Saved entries
= Beginning of Section =

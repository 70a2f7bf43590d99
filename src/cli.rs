//! Command-line interface parsing for stalecache
//!
//! Global options select the cache location, the generation and logging;
//! subcommands drive the interceptor, the generation sweep and the GitHub
//! browser.

use std::path::PathBuf;
use std::time::Duration;

use clap::{Parser, Subcommand};
use thiserror::Error;

use crate::cache::{DiskStorage, Generation, DEFAULT_CACHE_VERSION};
use crate::interceptor::InterceptorConfig;
use crate::telemetry::LogFormat;

/// Error types for CLI argument handling
#[derive(Debug, Error)]
pub enum CliError {
    /// No cache directory was given and none could be derived for this user
    #[error("Could not determine a cache directory. Pass --cache-dir")]
    NoCacheDir,

    /// A zero timeout would fail every request
    #[error("Invalid timeout: {0}s. Timeout must be at least 1 second")]
    InvalidTimeout(u64),

    /// The GitHub listing page size must be 1..=100
    #[error("Invalid page size: {0}. Must be between 1 and 100")]
    InvalidPageSize(u32),
}

/// stalecache - stale-while-revalidate HTTP cache
#[derive(Parser, Debug)]
#[command(name = "stalecache")]
#[command(about = "Serve HTTP requests from a generation-tagged cache and refresh it in the background")]
#[command(version)]
pub struct Cli {
    /// Directory holding the cache generations (defaults to the user cache dir)
    #[arg(long, global = true, value_name = "PATH")]
    pub cache_dir: Option<PathBuf>,

    /// Keep the cache in memory only; nothing survives the process
    #[arg(long, global = true, conflicts_with = "cache_dir")]
    pub in_memory: bool,

    /// Cache generation version; bumping it invalidates every stored entry
    #[arg(
        long,
        global = true,
        env = "STALECACHE_VERSION",
        value_name = "N",
        default_value_t = DEFAULT_CACHE_VERSION
    )]
    pub cache_version: u32,

    /// Log output format
    #[arg(long, global = true, value_enum, default_value_t = LogFormat::Compact)]
    pub log_format: LogFormat,

    /// Network timeout per request, in seconds
    #[arg(long, global = true, value_name = "SECS", default_value_t = 30)]
    pub timeout_secs: u64,

    #[command(subcommand)]
    pub command: Command,
}

#[derive(Subcommand, Debug, Clone, PartialEq, Eq)]
pub enum Command {
    /// Fetch URLs through the cache and wait for their background refreshes
    Fetch {
        #[arg(required = true, value_name = "URL")]
        urls: Vec<String>,

        /// Print response bodies instead of a summary line
        #[arg(long)]
        body: bool,
    },

    /// Print the stored response for a URL without touching the network
    Show {
        #[arg(value_name = "URL")]
        url: String,
    },

    /// List stored cache generations
    Generations,

    /// Activate the current generation, deleting all others
    Sweep,

    /// List a GitHub user's repositories
    Repos {
        user: String,

        #[arg(long, default_value_t = 30)]
        per_page: u32,

        #[arg(long, default_value_t = 1)]
        page: u32,
    },

    /// List the contents of a directory in a GitHub repository
    Contents {
        owner: String,
        repo: String,

        /// Path inside the repository (defaults to the root)
        #[arg(default_value = "")]
        path: String,
    },
}

/// Where the cache lives
#[derive(Debug, Clone, PartialEq, Eq)]
pub enum StorageChoice {
    Memory,
    Disk(PathBuf),
}

/// Configuration derived from CLI arguments for application startup
#[derive(Debug, Clone, PartialEq, Eq)]
pub struct StartupConfig {
    pub interceptor: InterceptorConfig,
    pub storage: StorageChoice,
    pub timeout: Duration,
}

impl StartupConfig {
    /// Creates a StartupConfig from parsed CLI arguments.
    ///
    /// # Returns
    /// * `Ok(StartupConfig)` with the resolved cache location
    /// * `Err(CliError)` if an option is out of range or no cache dir exists
    pub fn from_cli(cli: &Cli) -> Result<Self, CliError> {
        if cli.timeout_secs == 0 {
            return Err(CliError::InvalidTimeout(cli.timeout_secs));
        }
        if let Command::Repos { per_page, .. } = &cli.command {
            if !(1..=100).contains(per_page) {
                return Err(CliError::InvalidPageSize(*per_page));
            }
        }

        let storage = if cli.in_memory {
            StorageChoice::Memory
        } else {
            match &cli.cache_dir {
                Some(dir) => StorageChoice::Disk(dir.clone()),
                None => {
                    let disk = DiskStorage::new().ok_or(CliError::NoCacheDir)?;
                    StorageChoice::Disk(disk.root().to_path_buf())
                }
            }
        };

        Ok(StartupConfig {
            interceptor: InterceptorConfig::new(Generation::new(cli.cache_version)),
            storage,
            timeout: Duration::from_secs(cli.timeout_secs),
        })
    }
}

= End of Section =

Task: Say how many lines in the records above hold "Fetch", and give no other text.

Finished exercise: 2